In the late 80’s, being an avid midi composer at a very young age, I was introduced  to .MODs (a 4 channel mod tracker format) by my cousin who had a “Commodore Amiga 500” like myself.  After exploring how these were made, I found it extremely liberating from the restrictions that midi and midi keyboards had. I was able to create music using samples which meant I was only limited by creativity and channels. By studying other composers mods, I build up my own library of techniques how to push a multi-channel sound and mixing in 4 channels.

 

As IBM PCs became the home computer norm, the tools and technology improved, however the core techniques and methods of creating our music remained fairly consistent. 4 Channel .MODs became multi-channel .S3M scream tracker format” , .XM “Fast Tracker 2 followed by later Impulse Tracker and 16bit samples with 44.1khz quality.

 

The friends I had met in the Demo Scene later started working in the video game industry as programmers, artists, and other audio professionals. Through these friendships I started getting requests to submit demos for various game projects.

 

I also found other people by all means of communication on the internet and started making friends and offering to help on any and all projects in any form of audio. I agreed to help one student project as a sound designer. I bought myself a decent starter mic, and used a mini disc and a self made XLR to 3.5″ mic cable. With this I designed my first 8 sound effects with nothing more than SoundForge and a lot of ambition. Needless to say they were the hardest sounds I had ever created.

 

By the time I was contract composing for my first titles, I started to attend GDC from around 2003. I was still working full time as a software engineer but after attending my first GDC I found that this was what I really wanted to do. I met a sound designer who was working at Lucas Arts and we talked about what he did. It inspired me so much, I thought – one day I was going to get there, and work at Lucas Arts. I had already started experimenting with sound design and knew a lot of audio processing from creating custom instruments  and had mastered the skill of creating fine loop points.

 

So I quit my programming career and enrolled in an Audio Engineering diploma to better my knowledge of audio, mixing, recording and studios hardware. Self taught gets you so far, but having access to a wealth of audio engineering knowledge was the next step for me.

 

During this time I landed a lot more projects. Some were purely composing, some purely sound design and others a combination. I took videos of game-play and started trying to design sound to them. This self taught, highly driven attitude to get somewhere really did pay off.

 

With past project life-cycle experience, software design, audio engineering, composing and game experience I landed my first role in-house 3 months after completing my audio engineering diploma. I was used to hitting the ground running, jumping in the deep end so to speak, so this was no different. I was promoted to lead very quickly.

 

I had made some other friends from GDC and picked up contract work. The company I was working for was impressed with my quality, and range of skills. I was headhunted when the first studio went through a mass layoff and  closed it’s doors. I landed the job after flying to the USA to interview on site for the position. I was only here for about 18 months when I was headhunted for LucasArts by a recruiter.

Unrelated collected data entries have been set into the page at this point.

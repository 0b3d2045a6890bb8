//! Error type shared by every catcheck crate.
//!
//! Only [`CatcheckError::UnknownCheck`] is meant to travel all the way to the
//! caller of a check run. Query, connect and segment-task failures are
//! normally caught by the orchestrator and recorded as error kinds instead.

use std::io;

/// Convenience alias used across the workspace.
pub type Result<T> = std::result::Result<T, CatcheckError>;

#[derive(Debug, thiserror::Error)]
pub enum CatcheckError {
    /// A check name that is not present in the registry.
    #[error("unknown check: {name}")]
    UnknownCheck { name: String },

    /// A catalog query failed on some connection.
    #[error("query failed: {message} (sql: {sql})")]
    Query { sql: String, message: String },

    /// Could not open a connection to a cluster member.
    #[error("cannot connect to segment dbid {dbid}: {message}")]
    Connect { dbid: i32, message: String },

    /// A per-segment work unit failed or panicked.
    #[error("segment task for dbid {dbid} failed: {message}")]
    SegmentTask { dbid: i32, message: String },

    /// The repair generator could not produce an artifact.
    #[error("repair generation failed: {message}")]
    Repair { message: String },

    /// Invalid cluster layout, config file or option value.
    #[error("configuration error: {0}")]
    Config(String),

    #[error(transparent)]
    Io(#[from] io::Error),
}

impl CatcheckError {
    pub fn query(sql: impl Into<String>, message: impl ToString) -> Self {
        Self::Query {
            sql: sql.into(),
            message: message.to_string(),
        }
    }

    pub fn config(message: impl Into<String>) -> Self {
        Self::Config(message.into())
    }

    /// Whether this is the lookup failure raised for an unregistered check.
    #[must_use]
    pub const fn is_lookup_failure(&self) -> bool {
        matches!(self, Self::UnknownCheck { .. })
    }
}

#[cfg(test)]
mod tests {
    use super::*;

    #[test]
    fn unknown_check_is_lookup_failure() {
        let err = CatcheckError::UnknownCheck {
            name: "bogus".to_owned(),
        };
        assert!(err.is_lookup_failure(), "case=unknown_check_lookup");
        assert_eq!(err.to_string(), "unknown check: bogus");
    }

    #[test]
    fn other_variants_are_not_lookup_failures() {
        let err = CatcheckError::query("SELECT 1", "boom");
        assert!(!err.is_lookup_failure(), "case=query_not_lookup");
        assert!(err.to_string().contains("SELECT 1"));

        let io_err: CatcheckError = io::Error::other("disk").into();
        assert!(!io_err.is_lookup_failure(), "case=io_not_lookup");
    }
}
//! Check execution and segment dispatch engine for catcheck.
//!
//! # Architecture
//!
//! ```text
//!   CLI / driver
//!        │
//!        ▼
//!   Orchestrator ──► CheckRegistry ──► Check::run_check(CheckEnv)
//!        │                                   │
//!        │                 single connection ┤ segment fan-out
//!        │                                   ▼
//!        │              resolve_batch_size ─► BatchScheduler (waves of B)
//!        │                                   │   SegmentTask::start / join
//!        ▼                                   ▼
//!   RunContext (verdict, raised errors, retained violations)
//!        │
//!        ├── RepairClassifier ──► RepairGenerator ──► ReportSink::print_repair_issues
//!        └── checkcat_report  ──► ReportSink::log
//! ```
//!
//! Collaborators (connections, segment tasks, repair generation, report
//! sinks, leaked-schema droppers) are traits; this crate ships one concrete
//! implementation of each, backed by SQLite catalog snapshots and OS threads.

pub mod batch_size;
pub mod checks;
pub mod cluster;
pub mod connection;
pub mod context;
pub mod leaked_schema;
pub mod orchestrator;
pub mod registry;
pub mod repair;
pub mod report;
pub mod scheduler;
pub mod sink;
pub mod snapshot;
pub mod task;

pub use batch_size::{BatchPolicy, BatchSource, ResolvedBatch, resolve_batch_size};
pub use cluster::load_segment_registry;
pub use connection::{Connection, Connector, ResultSet, Value};
pub use context::{CheckRun, RunContext};
pub use leaked_schema::{
    DropReport, DropStyle, LeakedSchemaDropper, TempSchemaDropper, drop_leaked_schemas,
};
pub use orchestrator::Orchestrator;
pub use registry::{Check, CheckEnv, CheckFindings, CheckRegistry};
pub use repair::{FileRepairGenerator, RepairClassifier, RepairDecision, RepairGenerator};
pub use report::{ReportLine, RunSummary, checkcat_report, render_report};
pub use scheduler::{BatchOutcome, BatchScheduler, SegmentResult, WaveReport};
pub use sink::{MemorySink, ReportSink, TracingSink};
pub use snapshot::{SnapshotConnection, SnapshotConnector};
pub use task::{SegmentJob, SegmentTask, TaskLauncher, ThreadLauncher, ThreadTask};
use catcheck_error::Result;
use catcheck_types::{PersistentViolation, Violation};
use tracing::debug;

use crate::registry::{Check, CheckEnv, CheckFindings};

pub const PERSISTENT_ORPHAN_SQL: &str = "SELECT p.relfilenode_oid AS relfilenode, p.persistent_state AS state \
     FROM gp_persistent_relation_node p \
     LEFT JOIN pg_class c ON c.relfilenode = p.relfilenode_oid \
     WHERE p.persistent_state = 2 AND c.oid IS NULL \
     ORDER BY p.relfilenode_oid";

/// Created persistent-table entries with no `pg_class` relation, checked on
/// every primary.
#[derive(Debug, Clone)]
pub struct PersistentCheck {
    sql: String,
}

impl Default for PersistentCheck {
    fn default() -> Self {
        Self {
            sql: PERSISTENT_ORPHAN_SQL.to_owned(),
        }
    }
}

impl PersistentCheck {
    #[must_use]
    pub fn with_sql(mut self, sql: impl Into<String>) -> Self {
        self.sql = sql.into();
        self
    }
}

impl Check for PersistentCheck {
    fn run_check(&self, env: &CheckEnv<'_>) -> Result<CheckFindings> {
        let outcome = env.fan_out(&self.sql);

        let mut violations = Vec::new();
        for (segment, rows) in outcome.successes() {
            for row in rows.dict_result() {
                let Some(relfilenode) = row.get("relfilenode").and_then(|v| v.as_i64()) else {
                    continue;
                };
                violations.push(Violation::from(PersistentViolation {
                    dbid: segment.dbid,
                    content: segment.content,
                    relfilenode,
                    state: row.get("state").and_then(|v| v.as_i64()).unwrap_or_default(),
                }));
            }
        }

        debug!(
            violations = violations.len(),
            waves = outcome.waves.len(),
            "persistent check complete"
        );
        Ok(CheckFindings {
            violations,
            segment_failures: outcome.failures().cloned().collect(),
        })
    }
}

I actually did make it to a final interview for a sound designer position there, and spoke about intention of hire but I was self-bound to complete the project I was working on which would last another 5 weeks. Unfortunately the time period was too long as they had another candidate who was ready to start right away. I lost out, but then I was head-hunted for a local startup 2 weeks shy of completing the project .. this is where I became audio director at Trionworlds.